We then leave Florence. If we move west, following the ancient road that led to Prato, we find two other beautiful villas. The first is located in the country of Poggio a Caiano, right in the center. It is an elegant villa, commissioned by Lorenzo the Magnificent who however died 7 years after the start of the works; taken up by his son, Pope Leo X was completed in the sixteenth century. The villa hosts an interesting Museum of Still Life, where you can admire dozens and dozens of paintings on the theme of still lifes, with particular emphasis on the types of plants and fruit particularly loved by the Medici, such as citrus fruits.

A few kilometers from there, in the village of Artimino is instead the Villa of Artimino, a private property used for banquets, weddings and meetings. The villa can be visited upon reservation. It has a powerful appearance with the four reinforced corners and the roof literally dotted with chimneys. It is also known as a villa with a hundred chimneys or "La Ferdinanda" as Ferdinando I dei Medici commissioned Buontalenti to build it. The villa is close to the Barco Reale, a hunting reserve that the family had on Montalbano, a mountain that separates the Arno Valley from the plain between Florence and Pistoia.

And linked to Montalbano is also the other villa-museum, that of Cerreto Guidi. This rises in the center of the town of Cerreto Guidi, and is famous above all for the murder of Isabella, favorite daughter of Cosimo I dei Medici, who was killed by her husband Paolo Giordano Orsini on July 4, 1576. Do you love hunting? This is the right place for you, in fact inside the villa there is a Hunting and Territory Museum which testifies to the Medici family's passion for this activity.

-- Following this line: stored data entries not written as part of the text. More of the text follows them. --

//! Shared HTML layout and marketing pages

use axum::{
    Router,
    extract::Query,
    http::StatusCode,
    response::{Html, IntoResponse, Redirect},
    routing::get,
};

use super::flash::{Flash, FlashKind};
use crate::AppState;
use crate::auth::{MaybeUser, Session};

/// Escape text for an HTML text node
pub fn escape(text: &str) -> String {
    html_escape::encode_text(text).into_owned()
}

/// Escape text for a double-quoted attribute value
pub fn attr(text: &str) -> String {
    html_escape::encode_double_quoted_attribute(text).into_owned()
}

const STYLE: &str = r#"
body { font-family: system-ui, sans-serif; margin: 0; color: #111827; background: #f9fafb; }
header, footer { display: flex; justify-content: space-between; align-items: center; padding: 0.75rem 2rem; background: #fff; border-bottom: 1px solid #e5e7eb; }
footer { border-top: 1px solid #e5e7eb; border-bottom: none; font-size: 0.875rem; }
nav a, footer a { margin-right: 1rem; color: inherit; }
main { max-width: 72rem; margin: 2rem auto; padding: 0 1rem; }
.alert { padding: 0.75rem 1rem; border-radius: 0.375rem; margin-bottom: 1rem; }
.alert-error { background: #fee2e2; color: #991b1b; }
.alert-success { background: #dcfce7; color: #166534; }
table { width: 100%; border-collapse: collapse; background: #fff; }
th, td { padding: 0.5rem; border-bottom: 1px solid #e5e7eb; text-align: left; vertical-align: top; }
form.inline { display: inline; }
label { display: block; margin-top: 0.75rem; }
input, textarea, select { padding: 0.4rem; }
.muted { color: #6b7280; font-size: 0.875rem; }
"#;

fn nav(user: Option<&Session>) -> String {
    match user {
        Some(session) => format!(
            r#"<nav><a href="/dashboard">Dashboard</a><a href="/contact">Contact</a></nav>
<div><span class="muted">{}</span>
<form class="inline" method="post" action="/sign-out"><button type="submit">Sign out</button></form></div>"#,
            escape(session.display_name())
        ),
        None => r#"<nav><a href="/about">About</a><a href="/contact">Contact</a></nav>
<div><a href="/sign-in">Sign in</a> <a href="/sign-up">Sign up</a></div>"#
            .to_string(),
    }
}

/// Rendered alert boxes for a flash
pub fn alerts(flash: &Flash) -> String {
    flash
        .messages()
        .map(|(kind, message)| {
            let role = match kind {
                FlashKind::Error => "alert",
                FlashKind::Success => "status",
            };
            format!(
                r#"<div class="alert alert-{}" role="{role}">{}</div>"#,
                kind.as_str(),
                escape(message)
            )
        })
        .collect()
}

/// Full page around `body`
///
/// `body` must already be escaped.
pub fn layout(title: &str, user: Option<&Session>, flash: &Flash, body: &str) -> Html<String> {
    layout_with_head(title, user, flash, "", body)
}

/// Same as [`layout`] with extra `<head>` markup
pub fn layout_with_head(
    title: &str,
    user: Option<&Session>,
    flash: &Flash,
    head: &str,
    body: &str,
) -> Html<String> {
    Html(format!(
        r#"<!DOCTYPE html>
<html lang="en">
<head>
<meta charset="utf-8">
<meta name="viewport" content="width=device-width, initial-scale=1">
<title>{title} - Newsdesk</title>
<style>{STYLE}</style>
{head}
</head>
<body>
<header><a href="/"><strong>Newsdesk</strong></a>{nav}</header>
<main>
{alerts}
{body}
</main>
<footer><span class="muted">Newsdesk</span><span><a href="/about">About</a><a href="/privacy">Privacy</a><a href="/terms">Terms</a><a href="/contact">Contact</a></span></footer>
</body>
</html>"#,
        title = escape(title),
        nav = nav(user),
        alerts = alerts(flash),
    ))
}

/// Standalone error page
pub fn error_page(status: StatusCode, message: &str) -> Html<String> {
    let heading = status.canonical_reason().unwrap_or("Error");
    let body = format!(
        r#"<h1>{}</h1><p>{}</p><p><a href="/">Back to the start page</a></p>"#,
        escape(heading),
        escape(message)
    );
    layout(heading, None, &Flash::default(), &body)
}

// =============================================================================
// Marketing pages
// =============================================================================

/// Create router for static pages
///
/// Routes:
/// - GET /about
/// - GET /privacy
/// - GET /terms
/// - GET /error
pub fn pages_router() -> Router<AppState> {
    Router::new()
        .route("/", get(root))
        .route("/about", get(about))
        .route("/privacy", get(privacy))
        .route("/terms", get(terms))
        .route("/error", get(generic_error))
}

/// GET /
///
/// The route guard normally answers first; this covers the same rule
/// when it does not.
async fn root(MaybeUser(user): MaybeUser) -> Redirect {
    match user {
        Some(_) => Redirect::to("/dashboard"),
        None => Redirect::to("/sign-in"),
    }
}

async fn about(MaybeUser(user): MaybeUser, Query(flash): Query<Flash>) -> Html<String> {
    layout(
        "About",
        user.as_ref(),
        &flash,
        r#"<h1>About Newsdesk</h1>
<p>Newsdesk collects articles from public news sources, summarises them and
keeps them in one searchable table.</p>
<p>Signed-in editors can filter, sort and correct articles from the dashboard.</p>"#,
    )
}

async fn privacy(MaybeUser(user): MaybeUser, Query(flash): Query<Flash>) -> Html<String> {
    layout(
        "Privacy Policy",
        user.as_ref(),
        &flash,
        r#"<h1>Privacy Policy</h1>
<p>We store your name and email address to run your account. Messages sent
through the contact form are kept until they have been answered.</p>
<p>Session cookies only hold the tokens issued by our identity provider and
are removed when you sign out.</p>"#,
    )
}

async fn terms(MaybeUser(user): MaybeUser, Query(flash): Query<Flash>) -> Html<String> {
    layout(
        "Terms of Service",
        user.as_ref(),
        &flash,
        r#"<h1>Terms of Service</h1>
<p>Article summaries are generated automatically and may contain mistakes.
Always follow the source link before relying on a story.</p>
<p>Accounts may be suspended for abuse of the service.</p>"#,
    )
}

async fn generic_error() -> impl IntoResponse {
    (
        StatusCode::INTERNAL_SERVER_ERROR,
        error_page(
            StatusCode::INTERNAL_SERVER_ERROR,
            "Sorry, something went wrong.",
        ),
    )
}
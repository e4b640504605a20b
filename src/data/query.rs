//! Table API query builder
//!
//! Builds PostgREST query strings (`column=op.value` pairs). The
//! builder only produces parameters; sending them is the job of
//! [`super::RestClient`].

use super::models::NewsFilters;

/// Ordered list of query parameters for one table request
#[derive(Debug, Clone, Default, PartialEq, Eq)]
pub struct RestQuery {
    params: Vec<(String, String)>,
}

impl RestQuery {
    pub fn new() -> Self {
        Self::default()
    }

    pub fn select(mut self, columns: &str) -> Self {
        self.params.push(("select".to_string(), columns.to_string()));
        self
    }

    pub fn eq(mut self, column: &str, value: impl std::fmt::Display) -> Self {
        self.params.push((column.to_string(), format!("eq.{value}")));
        self
    }

    /// Case-insensitive pattern match; `*` is the wildcard
    pub fn ilike(mut self, column: &str, pattern: &str) -> Self {
        self.params.push((column.to_string(), format!("ilike.{pattern}")));
        self
    }

    pub fn in_list<S: AsRef<str>>(mut self, column: &str, values: &[S]) -> Self {
        let quoted: Vec<String> = values.iter().map(|v| quote_value(v.as_ref())).collect();
        self.params
            .push((column.to_string(), format!("in.({})", quoted.join(","))));
        self
    }

    pub fn order(mut self, column: &str, ascending: bool) -> Self {
        let direction = if ascending { "asc" } else { "desc" };
        self.params
            .push(("order".to_string(), format!("{column}.{direction}")));
        self
    }

    /// Inclusive row range, same as `offset=from&limit=to-from+1`
    pub fn range(mut self, from: u64, to: u64) -> Self {
        self.params.push(("offset".to_string(), from.to_string()));
        self.params
            .push(("limit".to_string(), (to.saturating_sub(from) + 1).to_string()));
        self
    }

    pub fn limit(mut self, limit: u64) -> Self {
        self.params.push(("limit".to_string(), limit.to_string()));
        self
    }

    pub fn on_conflict(mut self, columns: &str) -> Self {
        self.params
            .push(("on_conflict".to_string(), columns.to_string()));
        self
    }

    pub fn params(&self) -> &[(String, String)] {
        &self.params
    }

    /// Value of the first parameter with this key
    pub fn get(&self, key: &str) -> Option<&str> {
        self.params
            .iter()
            .find(|(k, _)| k == key)
            .map(|(_, v)| v.as_str())
    }
}

/// Quote a value for use inside `in.(...)`
///
/// Double quotes and backslashes are escaped so values containing
/// commas or parentheses stay a single item.
fn quote_value(value: &str) -> String {
    let escaped = value.replace('\\', "\\\\").replace('"', "\\\"");
    format!("\"{escaped}\"")
}

/// Strip the `ilike` wildcards from a search term
fn escape_pattern(term: &str) -> String {
    term.chars().filter(|c| !matches!(c, '*' | '%')).collect()
}

/// Listing query for the dashboard table
///
/// Filters are expected to be normalized already: `None` means the
/// filter is not applied.
pub fn news_list_query(filters: &NewsFilters) -> RestQuery {
    let mut query = RestQuery::new().select("*");

    if let Some(term) = filters.query.as_deref() {
        let term = escape_pattern(term.trim());
        if !term.is_empty() {
            query = query.ilike("headline", &format!("*{term}*"));
        }
    }

    if let Some(category) = filters.category.as_deref() {
        query = query.eq("category", category);
    }

    if let Some(source) = filters.source.as_deref() {
        query = query.eq("source_name", source);
    }

    let limit = u64::from(filters.limit.max(1));
    let offset = u64::from(filters.offset);
    query
        .order(filters.sort.column(), filters.order == super::SortOrder::Asc)
        .range(offset, offset + limit - 1)
}

/// Parse the total out of a `Content-Range` header
///
/// Accepts `0-19/123`, `*/0` and rejects an unknown total (`0-19/*`).
pub fn parse_content_range_total(header: &str) -> Option<u64> {
    let (_, total) = header.trim().rsplit_once('/')?;
    total.parse().ok()
}

#[cfg(test)]
mod tests {
    use super::*;
    use crate::data::{SortField, SortOrder};

    #[test]
    fn default_listing_orders_newest_first() {
        let query = news_list_query(&NewsFilters::default());

        assert_eq!(query.get("select"), Some("*"));
        assert_eq!(query.get("order"), Some("created_at.desc"));
        assert_eq!(query.get("offset"), Some("0"));
        assert_eq!(query.get("limit"), Some("20"));
        assert_eq!(query.get("headline"), None);
        assert_eq!(query.get("category"), None);
    }

    #[test]
    fn listing_applies_all_filters() {
        let filters = NewsFilters {
            limit: 10,
            offset: 30,
            query: Some("  election ".to_string()),
            sort: SortField::Headline,
            order: SortOrder::Asc,
            category: Some("World".to_string()),
            source: Some("BBC News".to_string()),
        };

        let query = news_list_query(&filters);
        assert_eq!(query.get("headline"), Some("ilike.*election*"));
        assert_eq!(query.get("category"), Some("eq.World"));
        assert_eq!(query.get("source_name"), Some("eq.BBC News"));
        assert_eq!(query.get("order"), Some("headline.asc"));
        assert_eq!(query.get("offset"), Some("30"));
        assert_eq!(query.get("limit"), Some("10"));
    }

    #[test]
    fn search_term_wildcards_are_stripped() {
        let filters = NewsFilters {
            query: Some("100% *up*".to_string()),
            ..Default::default()
        };

        let query = news_list_query(&filters);
        assert_eq!(query.get("headline"), Some("ilike.*100 up*"));
    }

    #[test]
    fn search_term_keeps_punctuation() {
        let filters = NewsFilters {
            query: Some("Strikes (again), today".to_string()),
            ..Default::default()
        };

        let query = news_list_query(&filters);
        assert_eq!(query.get("headline"), Some("ilike.*Strikes (again), today*"));
    }

    #[test]
    fn blank_search_term_is_ignored() {
        let filters = NewsFilters {
            query: Some("   ".to_string()),
            ..Default::default()
        };
        assert_eq!(news_list_query(&filters).get("headline"), None);
    }

    #[test]
    fn in_list_quotes_values() {
        let query = RestQuery::new().in_list(
            "source_link",
            &["https://a.example/x,y", "https://b.example/\"q\""],
        );
        assert_eq!(
            query.get("source_link"),
            Some(r#"in.("https://a.example/x,y","https://b.example/\"q\"")"#)
        );
    }

    #[test]
    fn range_is_inclusive() {
        let query = RestQuery::new().range(20, 39);
        assert_eq!(query.get("offset"), Some("20"));
        assert_eq!(query.get("limit"), Some("20"));
    }

    #[test]
    fn content_range_total_parsing() {
        assert_eq!(parse_content_range_total("0-19/123"), Some(123));
        assert_eq!(parse_content_range_total("*/0"), Some(0));
        assert_eq!(parse_content_range_total("0-19/*"), None);
        assert_eq!(parse_content_range_total("garbage"), None);
    }
}
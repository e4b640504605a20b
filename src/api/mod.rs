//! API layer
//!
//! HTTP handlers for:
//! - Dashboard pages
//! - Contact form
//! - Marketing pages and the shared layout
//! - Metrics (Prometheus)

mod contact;
mod dashboard;
pub mod flash;
pub mod metrics;
pub mod pages;

pub use contact::contact_router;
pub use dashboard::{dashboard_router, header_order};
pub use metrics::{metrics_router, track_requests};
pub use pages::{error_page, pages_router};
//! News source seam

use axum::async_trait;
use chrono::{DateTime, Utc};
use rand::seq::SliceRandom;
use soup::prelude::*;

use crate::data::NewNewsArticle;
use crate::error::AppError;

const USER_AGENTS: &[&str] = &[
    "Mozilla/5.0 (Windows NT 10.0; Win64; x64) AppleWebKit/537.36 (KHTML, like Gecko) Chrome/124.0 Safari/537.36",
    "Mozilla/5.0 (Macintosh; Intel Mac OS X 14_4) AppleWebKit/605.1.15 (KHTML, like Gecko) Version/17.4 Safari/605.1.15",
    "Mozilla/5.0 (X11; Linux x86_64; rv:125.0) Gecko/20100101 Firefox/125.0",
];

/// Browser user agent for scraping requests
pub fn user_agent() -> &'static str {
    USER_AGENTS
        .choose(&mut rand::thread_rng())
        .copied()
        .unwrap_or(USER_AGENTS[0])
}

/// GET a page with a browser user agent and return its body
pub(super) async fn fetch_text(
    http: &reqwest::Client,
    url: &str,
    headers: &[(&'static str, &str)],
) -> Result<String, AppError> {
    let mut request = http
        .get(url)
        .header(reqwest::header::USER_AGENT, user_agent());
    for (name, value) in headers {
        request = request.header(*name, *value);
    }
    Ok(request.send().await?.error_for_status()?.text().await?)
}

/// Error for a page that parsed but held no article
pub(super) fn no_article(link: &str) -> AppError {
    AppError::Internal(anyhow::anyhow!("no article content found at {link}"))
}

pub(super) fn invalid_listing(source: &str, error: serde_json::Error) -> AppError {
    AppError::Internal(anyhow::anyhow!("invalid {source} listing response: {error}"))
}

/// Absolute link for a path found on `site_url`
pub(super) fn absolute_link(site_url: &str, path: &str) -> String {
    if path.starts_with("http://") || path.starts_with("https://") {
        path.to_string()
    } else if path.starts_with('/') {
        format!("{site_url}{path}")
    } else {
        format!("{site_url}/{path}")
    }
}

/// Fields read from a page's JSON-LD block
#[derive(Debug, Default, PartialEq)]
pub(super) struct LinkedData {
    pub description: Option<String>,
    pub published_at: Option<DateTime<Utc>>,
    pub image: Option<String>,
}

/// `image` is a URL, an ImageObject, or a list of either
fn image_url(value: &serde_json::Value) -> Option<String> {
    match value {
        serde_json::Value::String(url) => Some(url.clone()),
        serde_json::Value::Array(items) => items.iter().find_map(image_url),
        serde_json::Value::Object(_) => value
            .get("url")
            .and_then(|v| v.as_str())
            .map(ToOwned::to_owned),
        _ => None,
    }
}

pub(super) fn parse_timestamp(text: &str) -> Option<DateTime<Utc>> {
    DateTime::parse_from_rfc3339(text.trim())
        .or_else(|_| DateTime::parse_from_str(text.trim(), "%Y-%m-%dT%H:%M:%S%z"))
        .ok()
        .map(|date| date.with_timezone(&Utc))
}

pub(super) fn linked_data(value: &serde_json::Value) -> LinkedData {
    let text = |key: &str| {
        value
            .get(key)
            .and_then(|v| v.as_str())
            .map(ToOwned::to_owned)
    };

    LinkedData {
        description: text("description"),
        published_at: text("datePublished").and_then(|date| parse_timestamp(&date)),
        image: value
            .get("image")
            .and_then(image_url)
            .or_else(|| text("thumbnailUrl")),
    }
}

/// Read the page's JSON-LD blocks
///
/// Pages can carry several; the last parsable one wins.
pub(super) fn page_linked_data(soup: &Soup, link: &str) -> LinkedData {
    let mut data = LinkedData::default();
    for script in soup
        .tag("script")
        .attr("type", "application/ld+json")
        .find_all()
    {
        match serde_json::from_str::<serde_json::Value>(&script.text()) {
            Ok(value) => data = linked_data(&value),
            Err(e) => tracing::debug!(link, error = %e, "Skipping unreadable JSON-LD block"),
        }
    }
    data
}

/// Content of `<meta {key}="{value}" content=...>`
pub(super) fn meta_content(soup: &Soup, key: &str, value: &str) -> Option<String> {
    soup.tag("meta")
        .attr(key.to_string(), value.to_string())
        .find()
        .and_then(|meta| meta.get("content"))
        .map(|content| content.trim().to_string())
        .filter(|content| !content.is_empty())
}

/// Non-empty text of each node, one per line
pub(super) fn join_text<I, N>(nodes: I) -> String
where
    I: Iterator<Item = N>,
    N: NodeExt,
{
    nodes
        .map(|node| node.text().trim().to_string())
        .filter(|text| !text.is_empty())
        .collect::<Vec<_>>()
        .join("\n")
}

/// Article as read from a source page, before summarising
#[derive(Debug, Clone, PartialEq)]
pub struct ScrapedArticle {
    pub headline: String,
    pub story: String,
    pub source_link: String,
    pub meta_description: Option<String>,
    pub image_link: Option<String>,
    pub published_at: Option<DateTime<Utc>>,
}

impl ScrapedArticle {
    pub fn into_new_article(self, source_name: &str, category: &str) -> NewNewsArticle {
        NewNewsArticle {
            source_name: source_name.to_string(),
            category: category.to_string(),
            headline: self.headline,
            story: self.story,
            summary: None,
            bullet_points: None,
            image_link: self.image_link,
            source_link: self.source_link,
            meta_description: self.meta_description,
            meta_keywords: None,
        }
    }
}

/// A site the crawler reads articles from
#[cfg_attr(test, mockall::automock)]
#[async_trait]
pub trait NewsSource: Send + Sync {
    /// Stored as `source_name`
    fn name(&self) -> &'static str;

    /// Stored as `category`
    fn category(&self) -> &'static str;

    /// Absolute links of the most recent articles
    async fn latest_links(&self, http: &reqwest::Client) -> Result<Vec<String>, AppError>;

    async fn fetch_article(
        &self,
        http: &reqwest::Client,
        link: &str,
    ) -> Result<ScrapedArticle, AppError>;
}
//! CNN source
//!
//! Links are read from the world section page; article pages carry the
//! headline in `h1#maincontent` and the story in `.article__content`.

use axum::async_trait;
use soup::prelude::*;

use super::source::{
    NewsSource, ScrapedArticle, absolute_link, fetch_text, join_text, meta_content, no_article,
    page_linked_data, parse_timestamp,
};
use crate::error::AppError;

const SECTION_URL: &str = "https://edition.cnn.com/world";
const SITE_URL: &str = "https://edition.cnn.com";

#[derive(Debug, Clone)]
pub struct CnnSource {
    section_url: String,
    site_url: String,
}

impl Default for CnnSource {
    fn default() -> Self {
        Self::with_urls(SECTION_URL, SITE_URL)
    }
}

impl CnnSource {
    pub fn with_urls(section_url: &str, site_url: &str) -> Self {
        Self {
            section_url: section_url.to_string(),
            site_url: site_url.trim_end_matches('/').to_string(),
        }
    }
}

/// Links in the section's lead zone, interactive pages excluded
pub fn parse_links(html: &str, site_url: &str) -> Vec<String> {
    let soup = Soup::new(html);

    soup.tag("div")
        .class("zone__items")
        .class("layout--wide-left-balanced-2")
        .find_all()
        .flat_map(|zone| {
            zone.tag("a")
                .find_all()
                .filter_map(|anchor| anchor.get("href"))
                .collect::<Vec<_>>()
        })
        .map(|href| href.trim().to_string())
        .filter(|href| !href.is_empty() && !href.starts_with('#'))
        .map(|href| absolute_link(site_url, &href))
        .filter(|link| !link.contains("cnn.com/interactive"))
        .collect()
}

/// Parse an article page; None without a headline
pub fn parse_article(html: &str, link: &str) -> Option<ScrapedArticle> {
    let soup = Soup::new(html);

    let headline = soup.tag("h1").attr("id", "maincontent").find()?.text();
    if headline.trim().is_empty() {
        return None;
    }

    let story = soup
        .tag("div")
        .class("article__content")
        .find()
        .map(|content| {
            let paragraphs = join_text(content.tag("p").find_all());
            if paragraphs.is_empty() {
                content.text()
            } else {
                paragraphs
            }
        })
        .unwrap_or_default();

    let data = page_linked_data(&soup, link);
    let published_at = meta_content(&soup, "property", "article:published_time")
        .and_then(|date| parse_timestamp(&date))
        .or(data.published_at);

    Some(ScrapedArticle {
        headline,
        story,
        source_link: link.to_string(),
        meta_description: meta_content(&soup, "name", "description").or(data.description),
        image_link: meta_content(&soup, "property", "og:image").or(data.image),
        published_at,
    })
}

#[async_trait]
impl NewsSource for CnnSource {
    fn name(&self) -> &'static str {
        "CNN"
    }

    fn category(&self) -> &'static str {
        "World"
    }

    async fn latest_links(&self, http: &reqwest::Client) -> Result<Vec<String>, AppError> {
        tracing::info!(url = %self.section_url, "Fetching CNN section");
        let html = fetch_text(http, &self.section_url, &[]).await?;
        Ok(parse_links(&html, &self.site_url))
    }

    async fn fetch_article(
        &self,
        http: &reqwest::Client,
        link: &str,
    ) -> Result<ScrapedArticle, AppError> {
        tracing::debug!(link, "Fetching CNN article");
        let html = fetch_text(http, link, &[]).await?;
        parse_article(&html, link).ok_or_else(|| no_article(link))
    }
}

There are still two villas: the first is Magic, which is located in Quarrata, in the province of Pistoia. This villa dates back to the fifteenth century but was greatly modified during the eighteenth century. The garden that surrounds it is also from the eighteenth century, in fact at the time of the Medici the villa was surrounded only by woods and cultivated fields. It also had a lake nearby (it no longer exists today) which was used by the Grand Duke for fishing, a feature that also unites the villa of Seravezza. The latter is the farthest from the center of the Grand Duchy, Florence, it is in fact located near the Versilia coast.

Il Seravezza Palace it has a severe architecture, perhaps attributable to Ammannati it was much loved and frequented by the Grand Duchess Christina of Lorraine who came here to fish; but above all this palace was to serve as the temporary residence of Cosimo I during his frequent visits to the silver mines in the area and the marble quarries.

To actually visit these villas, which often have free admission, I indicate all the necessary contacts:

La Villa La Petraia Villa of Castello, the Boboli Gardens Villa of Poggio a Caiano (in Poggio a Caiano), la Villa of Cerreto Guidi (in Cerreto Guidi) are open to the public regularly and managed by the Polo Museale Fiorentino.

La Villa del Poggio Imperiale (in Florence) can be visited according to the indications of the website of the State Boarding House of the Santissima Annunziata.

Il Mediceo Park of Pratolino (in Pratolino, Vaglia) is open from the end of April to the end of October, at the weekend as reported on the official website.

La Villa of Careggi (in Florence), la Villa of Cafaggiolo (in Barberino di Mugello) and the Villa del Trebbio (in San Piero a Sieve) are not open to the public.

La Villa Medici (in Fiesole) and the Villa of Artimino (in Artimino, Carmignano) can be visited by appointment.

La Villa La Magia (in Quarrata) is open on special but frequent occasions, as indicated on the site.

Il Medici Palace of Seravezza (in Seravezza) is open regularly on weekends as indicated on the site.